The U.S. Supreme Court ruled in favor of a controversial Utah oil railway expansion that was initially denied in 2023 by the District of Columbia’s U.S. Court of Appeals.
The decision was a unanimous 8-0, with Justice Neil Gorsuch recusing himself.
In 2021, the federal Surface Transportation Board, a federal agency that regulates rail transportation, approved the northeastern Utah expansion brought by seven Utah counties that would span along the Colorado River to refineries on the Gulf Coast.
Environmentalists argued that the agency had not adequately considered the environmental impact that the 88-mile railway would create, and that it would have broad implications for National Environmental Policy Act (NEPA) reviews.

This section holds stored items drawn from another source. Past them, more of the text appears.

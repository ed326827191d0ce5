/// Password hashing
///
/// Account passwords are stored as Argon2id PHC strings. The cost
/// parameters are encoded in every digest, so verification keeps working
/// for digests produced under older parameters.
///
/// # Example
///
/// ```
/// use taskman_shared::auth::password::{hash_password, verify_password};
///
/// # fn example() -> Result<(), Box<dyn std::error::Error>> {
/// let digest = hash_password("correct horse")?;
/// assert!(verify_password("correct horse", &digest)?);
/// assert!(!verify_password("wrong horse", &digest)?);
/// # Ok(())
/// # }
/// ```

use argon2::{
    password_hash::{rand_core::OsRng, PasswordHash, PasswordHasher, PasswordVerifier, SaltString},
    Algorithm, Argon2, ParamsBuilder, Version,
};

/// Shortest password accepted at registration
pub const MIN_PASSWORD_LENGTH: u64 = 3;

#[derive(Debug, thiserror::Error)]
pub enum PasswordError {
    #[error("Failed to hash password: {0}")]
    HashError(String),

    #[error("Failed to verify password: {0}")]
    VerifyError(String),

    #[error("Invalid password digest: {0}")]
    InvalidDigest(String),
}

/// Argon2id with 64 MB memory, 3 passes, 4 lanes, 32-byte output
fn hasher() -> Result<Argon2<'static>, PasswordError> {
    let params = ParamsBuilder::new()
        .m_cost(65536)
        .t_cost(3)
        .p_cost(4)
        .output_len(32)
        .build()
        .map_err(|e| PasswordError::HashError(format!("Invalid parameters: {}", e)))?;

    Ok(Argon2::new(Algorithm::Argon2id, Version::V0x13, params))
}

/// Hashes `password` with a fresh random salt
pub fn hash_password(password: &str) -> Result<String, PasswordError> {
    let salt = SaltString::generate(&mut OsRng);

    let digest = hasher()?
        .hash_password(password.as_bytes(), &salt)
        .map_err(|e| PasswordError::HashError(e.to_string()))?;

    Ok(digest.to_string())
}

/// Checks `password` against a stored digest
///
/// A wrong password is `Ok(false)`; only an unreadable digest is an error.
pub fn verify_password(password: &str, digest: &str) -> Result<bool, PasswordError> {
    let parsed = PasswordHash::new(digest)
        .map_err(|e| PasswordError::InvalidDigest(e.to_string()))?;

    match Argon2::default().verify_password(password.as_bytes(), &parsed) {
        Ok(()) => Ok(true),
        Err(argon2::password_hash::Error::Password) => Ok(false),
        Err(e) => Err(PasswordError::VerifyError(e.to_string())),
    }
}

Following the Supreme Court’s ruling, Wendy Park, a lawyer with the Center for Biological Diversity said it was a “disastrous decision” and to “undermine our nation’s bedrock environmental law means our air and water will be more polluted, the climate and extinction crises will intensify and people will be less healthy,” per The New York Times.
However, the federal agency conducted a more than 3,600-page environmental impact assessment to address any potential environmental effects.
In the Supreme Court ruling, Justice Brett Kavanaugh wrote that the D.C. court’s denial of construction was leveraging environmental impact statements mandated by a federal law from 1970 to ultimately control federal agencies.
“NEPA is a procedural cross-check, not a substantive roadblock. The goal of the law is to inform agency decisionmaking, not to paralyze it,” the opinion said, noting that the railway would grow the economy and create jobs on a national scale in the “isolated Utah basin.”
When reviewing the D.C. Circuit’s decision, Kavanaugh added that it did not allow the Transportation Board “substantial judicial deference required in NEPA cases” and “ordered the Board to address the environmental effects of projects separate in time or place from the construction and operation of the railroad line. But NEPA requires agencies to focus on the environmental effects of the project at issue.”
“Citizens may not enlist the federal courts, ‘under the guise of judicial review’ of agency compliance with NEPA, to delay or block agency projects based on the environmental effects of other projects separate from the project at hand,” the opinion concluded, ultimately rejecting the lower court’s ruling."
Utah lawmakers’ reaction: A ‘victory’ for Utah
In response to the Supreme Court’s decision, Utah lawmakers welcomed the decision, including Sen. John Curtis, whose platform generally spans environmental issues.
“The Supreme Court’s unanimous ruling poses a firm and a clear message: NEPA is a ‘procedural cross-check, not a substantive roadblock.’ For too long, litigious groups have weaponized environmental reviews to stall critical projects—oil, gas, wind, solar, nuclear, and more," Curtis posted on social media.
“If we’re serious about unleashing American energy, we need to give the sector what it needs most: predictable rules and freedom from arbitrary delays.”
Utah Gov. Spencer Cox responded to Curtis’ post that shared a news story by The Associated Press, finding humor in its headline.
“The Court didn’t ‘scale back’ a key environmental law, the court unanimously stopped an insane idea that doesn’t exist anywhere in the law,” he wrote. “Extreme leftist groups have been destroying our ability to do anything in this country and weaponizing what was once simple and straight-forward. The court just read and applied the actual law here.”
Rep. Mike Kennedy, who serves Utah’s 3rd Congressional District, said the Supreme Court ruling was a “significant advancement” to the country’s energy production and a boost to rural economies.
“Prior to this ruling, NEPA was used by agencies and interest groups to delay or block projects, hindering growth in rural communities. By affirming the project’s approval, the Court has empowered local and state governments to pursue development opportunities that directly benefit Utah residents,” he said on X.
Utah Sen. Mike Lee shared similar sentiments, touting the ruling as a “victory for Utah and American energy dominance!”